- [TASK ITEM]
Copy each line of the entries below that contains the string "return".

● ● ● ●

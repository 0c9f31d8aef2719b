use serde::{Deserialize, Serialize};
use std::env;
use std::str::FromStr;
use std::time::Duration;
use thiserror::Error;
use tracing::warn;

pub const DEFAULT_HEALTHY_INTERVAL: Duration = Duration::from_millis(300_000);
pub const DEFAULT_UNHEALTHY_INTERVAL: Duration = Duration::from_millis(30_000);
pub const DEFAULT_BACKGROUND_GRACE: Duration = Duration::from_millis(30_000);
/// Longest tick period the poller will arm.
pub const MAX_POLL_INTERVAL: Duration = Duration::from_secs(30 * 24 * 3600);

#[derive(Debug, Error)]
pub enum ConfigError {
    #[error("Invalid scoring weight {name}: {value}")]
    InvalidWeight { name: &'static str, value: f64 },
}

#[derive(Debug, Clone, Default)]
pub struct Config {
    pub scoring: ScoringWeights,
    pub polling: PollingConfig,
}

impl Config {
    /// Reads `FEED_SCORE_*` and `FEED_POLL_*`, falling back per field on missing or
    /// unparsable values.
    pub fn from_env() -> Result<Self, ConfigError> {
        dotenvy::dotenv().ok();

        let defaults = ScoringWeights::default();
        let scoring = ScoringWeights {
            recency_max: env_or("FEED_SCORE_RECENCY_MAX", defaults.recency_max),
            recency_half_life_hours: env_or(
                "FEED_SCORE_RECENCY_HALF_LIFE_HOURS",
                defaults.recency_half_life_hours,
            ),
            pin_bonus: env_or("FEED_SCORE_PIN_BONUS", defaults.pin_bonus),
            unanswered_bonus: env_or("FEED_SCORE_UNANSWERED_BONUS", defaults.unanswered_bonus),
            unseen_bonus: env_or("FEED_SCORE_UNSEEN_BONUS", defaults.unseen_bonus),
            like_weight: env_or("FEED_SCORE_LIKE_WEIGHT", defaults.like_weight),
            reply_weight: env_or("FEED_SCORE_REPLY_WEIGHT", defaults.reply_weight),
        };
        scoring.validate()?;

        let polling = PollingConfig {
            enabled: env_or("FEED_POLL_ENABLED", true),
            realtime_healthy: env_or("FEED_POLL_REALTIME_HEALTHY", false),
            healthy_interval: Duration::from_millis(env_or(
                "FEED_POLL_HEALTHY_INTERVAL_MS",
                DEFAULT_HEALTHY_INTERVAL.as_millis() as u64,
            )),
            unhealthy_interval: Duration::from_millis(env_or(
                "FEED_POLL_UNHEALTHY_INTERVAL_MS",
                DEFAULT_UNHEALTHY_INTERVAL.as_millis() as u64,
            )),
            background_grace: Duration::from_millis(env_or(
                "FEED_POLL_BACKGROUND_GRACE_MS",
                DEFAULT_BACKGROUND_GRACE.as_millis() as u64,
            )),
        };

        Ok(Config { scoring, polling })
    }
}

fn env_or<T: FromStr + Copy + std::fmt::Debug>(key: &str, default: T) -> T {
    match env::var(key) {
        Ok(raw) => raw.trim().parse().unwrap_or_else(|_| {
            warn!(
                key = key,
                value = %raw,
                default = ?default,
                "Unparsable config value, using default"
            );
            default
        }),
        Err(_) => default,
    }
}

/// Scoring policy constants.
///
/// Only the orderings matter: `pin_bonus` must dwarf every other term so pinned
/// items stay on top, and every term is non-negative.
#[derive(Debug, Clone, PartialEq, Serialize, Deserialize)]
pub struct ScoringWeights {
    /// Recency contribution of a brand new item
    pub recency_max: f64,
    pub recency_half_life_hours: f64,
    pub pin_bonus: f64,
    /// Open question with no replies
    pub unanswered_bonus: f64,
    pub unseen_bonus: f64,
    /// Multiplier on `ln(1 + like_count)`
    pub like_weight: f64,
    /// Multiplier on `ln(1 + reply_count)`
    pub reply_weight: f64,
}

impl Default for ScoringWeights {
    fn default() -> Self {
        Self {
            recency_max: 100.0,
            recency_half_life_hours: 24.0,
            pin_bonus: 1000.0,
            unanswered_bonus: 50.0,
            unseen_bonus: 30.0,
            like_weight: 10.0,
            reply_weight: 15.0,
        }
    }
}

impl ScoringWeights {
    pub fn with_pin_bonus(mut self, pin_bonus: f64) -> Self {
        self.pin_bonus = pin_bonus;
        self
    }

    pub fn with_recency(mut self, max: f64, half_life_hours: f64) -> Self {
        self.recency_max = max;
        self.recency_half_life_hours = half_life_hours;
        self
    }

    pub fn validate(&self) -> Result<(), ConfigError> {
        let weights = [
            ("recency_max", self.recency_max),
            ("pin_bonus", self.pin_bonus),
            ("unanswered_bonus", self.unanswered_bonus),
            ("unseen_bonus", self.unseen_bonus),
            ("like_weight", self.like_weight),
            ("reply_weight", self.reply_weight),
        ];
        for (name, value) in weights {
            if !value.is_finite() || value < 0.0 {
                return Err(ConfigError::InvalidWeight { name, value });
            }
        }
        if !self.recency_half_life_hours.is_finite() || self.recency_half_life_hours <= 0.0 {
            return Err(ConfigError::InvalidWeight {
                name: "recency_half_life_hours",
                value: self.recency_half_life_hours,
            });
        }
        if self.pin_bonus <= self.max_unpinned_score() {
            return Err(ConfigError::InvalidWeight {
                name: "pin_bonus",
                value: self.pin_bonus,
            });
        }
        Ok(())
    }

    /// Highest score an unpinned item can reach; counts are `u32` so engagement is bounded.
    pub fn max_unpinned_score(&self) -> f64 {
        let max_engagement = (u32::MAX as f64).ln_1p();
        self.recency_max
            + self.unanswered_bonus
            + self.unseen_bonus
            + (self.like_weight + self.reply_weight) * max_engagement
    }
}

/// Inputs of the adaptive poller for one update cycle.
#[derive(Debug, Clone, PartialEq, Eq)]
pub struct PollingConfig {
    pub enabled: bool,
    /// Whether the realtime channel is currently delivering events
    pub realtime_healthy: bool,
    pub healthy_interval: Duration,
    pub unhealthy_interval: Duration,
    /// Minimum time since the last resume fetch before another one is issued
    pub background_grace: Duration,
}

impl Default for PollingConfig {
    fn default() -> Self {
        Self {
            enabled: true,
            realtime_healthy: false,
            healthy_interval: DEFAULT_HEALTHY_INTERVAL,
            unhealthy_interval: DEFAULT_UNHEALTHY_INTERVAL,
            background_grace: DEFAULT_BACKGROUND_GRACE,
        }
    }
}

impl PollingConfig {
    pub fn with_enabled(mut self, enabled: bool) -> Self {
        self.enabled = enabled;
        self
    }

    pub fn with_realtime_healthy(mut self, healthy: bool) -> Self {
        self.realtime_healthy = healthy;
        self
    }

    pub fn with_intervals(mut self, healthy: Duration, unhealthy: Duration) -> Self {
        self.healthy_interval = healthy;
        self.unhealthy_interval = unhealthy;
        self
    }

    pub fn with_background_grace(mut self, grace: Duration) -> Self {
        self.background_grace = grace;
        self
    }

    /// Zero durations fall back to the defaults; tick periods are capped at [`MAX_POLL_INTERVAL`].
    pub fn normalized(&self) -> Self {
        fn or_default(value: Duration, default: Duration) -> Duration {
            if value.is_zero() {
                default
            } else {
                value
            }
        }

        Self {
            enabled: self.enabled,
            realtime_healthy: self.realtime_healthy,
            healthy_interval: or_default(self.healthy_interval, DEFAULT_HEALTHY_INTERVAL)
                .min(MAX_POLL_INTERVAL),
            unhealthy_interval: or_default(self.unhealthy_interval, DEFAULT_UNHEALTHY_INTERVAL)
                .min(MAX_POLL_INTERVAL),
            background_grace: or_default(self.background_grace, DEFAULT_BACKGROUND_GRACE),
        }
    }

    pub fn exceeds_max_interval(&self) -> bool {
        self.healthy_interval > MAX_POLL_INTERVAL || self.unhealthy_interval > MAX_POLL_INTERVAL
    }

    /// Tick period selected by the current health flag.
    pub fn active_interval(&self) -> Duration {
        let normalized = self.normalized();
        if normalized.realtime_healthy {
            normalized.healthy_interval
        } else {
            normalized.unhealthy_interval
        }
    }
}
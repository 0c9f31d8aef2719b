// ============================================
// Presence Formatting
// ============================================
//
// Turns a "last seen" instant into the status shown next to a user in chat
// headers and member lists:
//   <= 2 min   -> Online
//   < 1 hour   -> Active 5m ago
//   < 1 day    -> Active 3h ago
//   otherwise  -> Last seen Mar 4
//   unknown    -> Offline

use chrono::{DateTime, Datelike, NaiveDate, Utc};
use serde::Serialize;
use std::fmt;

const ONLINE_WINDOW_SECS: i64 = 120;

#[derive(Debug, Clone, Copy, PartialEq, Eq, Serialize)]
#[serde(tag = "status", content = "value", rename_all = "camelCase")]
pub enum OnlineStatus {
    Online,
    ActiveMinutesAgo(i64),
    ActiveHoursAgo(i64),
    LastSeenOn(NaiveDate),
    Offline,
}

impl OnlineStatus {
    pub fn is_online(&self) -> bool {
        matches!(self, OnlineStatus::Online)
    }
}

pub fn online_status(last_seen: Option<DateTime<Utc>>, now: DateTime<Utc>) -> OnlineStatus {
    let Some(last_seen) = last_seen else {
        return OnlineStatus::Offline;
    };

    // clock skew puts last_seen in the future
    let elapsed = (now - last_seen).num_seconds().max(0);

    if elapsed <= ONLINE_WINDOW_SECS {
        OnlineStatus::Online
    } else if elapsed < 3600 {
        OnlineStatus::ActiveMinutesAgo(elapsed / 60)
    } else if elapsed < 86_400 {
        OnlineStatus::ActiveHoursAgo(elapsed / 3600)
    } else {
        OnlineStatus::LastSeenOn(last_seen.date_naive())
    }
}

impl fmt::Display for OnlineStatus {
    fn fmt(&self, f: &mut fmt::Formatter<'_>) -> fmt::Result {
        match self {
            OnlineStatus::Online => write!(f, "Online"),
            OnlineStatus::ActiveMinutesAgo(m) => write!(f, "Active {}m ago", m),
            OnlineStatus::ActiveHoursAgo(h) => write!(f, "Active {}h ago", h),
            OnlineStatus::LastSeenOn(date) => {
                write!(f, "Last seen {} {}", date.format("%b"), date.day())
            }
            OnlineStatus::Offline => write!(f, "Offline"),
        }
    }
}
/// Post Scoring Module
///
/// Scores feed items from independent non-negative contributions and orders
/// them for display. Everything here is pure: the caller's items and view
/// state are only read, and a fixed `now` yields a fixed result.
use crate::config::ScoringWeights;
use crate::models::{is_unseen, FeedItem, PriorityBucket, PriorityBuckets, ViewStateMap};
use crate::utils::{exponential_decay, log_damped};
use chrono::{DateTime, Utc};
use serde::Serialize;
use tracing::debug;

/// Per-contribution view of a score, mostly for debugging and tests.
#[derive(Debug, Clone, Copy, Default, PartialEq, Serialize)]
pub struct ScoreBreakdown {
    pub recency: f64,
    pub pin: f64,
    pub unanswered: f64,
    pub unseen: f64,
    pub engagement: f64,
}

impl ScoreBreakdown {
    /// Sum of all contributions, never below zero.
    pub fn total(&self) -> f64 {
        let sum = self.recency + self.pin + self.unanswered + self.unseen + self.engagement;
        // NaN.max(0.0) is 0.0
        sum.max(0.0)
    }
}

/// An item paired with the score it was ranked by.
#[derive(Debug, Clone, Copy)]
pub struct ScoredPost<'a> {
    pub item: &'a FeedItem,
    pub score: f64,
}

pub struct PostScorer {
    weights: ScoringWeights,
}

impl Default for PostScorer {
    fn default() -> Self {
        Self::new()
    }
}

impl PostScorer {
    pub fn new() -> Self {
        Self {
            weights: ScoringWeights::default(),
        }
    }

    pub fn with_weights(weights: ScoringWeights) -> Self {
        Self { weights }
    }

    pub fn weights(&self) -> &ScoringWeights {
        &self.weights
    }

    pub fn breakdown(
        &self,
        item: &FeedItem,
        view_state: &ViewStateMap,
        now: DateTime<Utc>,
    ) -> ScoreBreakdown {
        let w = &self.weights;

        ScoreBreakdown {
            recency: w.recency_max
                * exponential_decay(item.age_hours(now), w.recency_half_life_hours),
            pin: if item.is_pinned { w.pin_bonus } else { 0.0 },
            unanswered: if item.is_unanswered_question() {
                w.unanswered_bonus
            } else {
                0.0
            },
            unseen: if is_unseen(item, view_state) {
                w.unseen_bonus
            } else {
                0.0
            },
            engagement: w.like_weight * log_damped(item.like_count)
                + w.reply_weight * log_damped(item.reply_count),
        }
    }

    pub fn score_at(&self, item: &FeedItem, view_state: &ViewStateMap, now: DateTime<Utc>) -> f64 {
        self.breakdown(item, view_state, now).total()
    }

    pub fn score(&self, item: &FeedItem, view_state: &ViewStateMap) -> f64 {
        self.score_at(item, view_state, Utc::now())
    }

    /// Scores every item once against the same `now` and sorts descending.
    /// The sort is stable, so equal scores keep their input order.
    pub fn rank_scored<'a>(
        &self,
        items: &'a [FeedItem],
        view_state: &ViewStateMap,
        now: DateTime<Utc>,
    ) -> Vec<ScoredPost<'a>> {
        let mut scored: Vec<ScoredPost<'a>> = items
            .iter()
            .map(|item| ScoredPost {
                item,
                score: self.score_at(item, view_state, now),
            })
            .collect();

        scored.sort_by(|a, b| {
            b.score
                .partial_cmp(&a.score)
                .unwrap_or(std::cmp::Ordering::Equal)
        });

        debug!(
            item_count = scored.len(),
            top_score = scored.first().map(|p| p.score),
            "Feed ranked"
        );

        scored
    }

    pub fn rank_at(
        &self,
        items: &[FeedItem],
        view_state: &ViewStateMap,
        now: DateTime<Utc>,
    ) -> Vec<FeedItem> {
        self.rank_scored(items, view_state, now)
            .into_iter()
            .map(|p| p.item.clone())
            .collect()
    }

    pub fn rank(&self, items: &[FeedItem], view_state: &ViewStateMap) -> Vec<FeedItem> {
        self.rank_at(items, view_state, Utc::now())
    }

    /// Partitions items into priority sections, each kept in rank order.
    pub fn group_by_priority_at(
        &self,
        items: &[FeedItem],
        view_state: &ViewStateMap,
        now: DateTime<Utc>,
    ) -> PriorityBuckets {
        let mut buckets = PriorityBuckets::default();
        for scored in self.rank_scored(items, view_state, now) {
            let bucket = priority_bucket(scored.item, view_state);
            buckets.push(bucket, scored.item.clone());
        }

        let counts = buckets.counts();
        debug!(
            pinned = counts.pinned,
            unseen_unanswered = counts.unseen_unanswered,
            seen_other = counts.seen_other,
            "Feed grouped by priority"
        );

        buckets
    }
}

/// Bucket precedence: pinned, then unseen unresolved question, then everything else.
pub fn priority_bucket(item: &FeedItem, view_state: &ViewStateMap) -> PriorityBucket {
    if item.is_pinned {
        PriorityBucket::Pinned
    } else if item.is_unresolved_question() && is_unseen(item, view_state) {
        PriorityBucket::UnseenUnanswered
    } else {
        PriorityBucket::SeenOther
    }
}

● ● ● ●

- [OUTPUT OF THE TASK]
                return Err(ConfigError::InvalidWeight { name, value });
            return Err(ConfigError::InvalidWeight {
            return Err(ConfigError::InvalidWeight {
        return OnlineStatus::Offline;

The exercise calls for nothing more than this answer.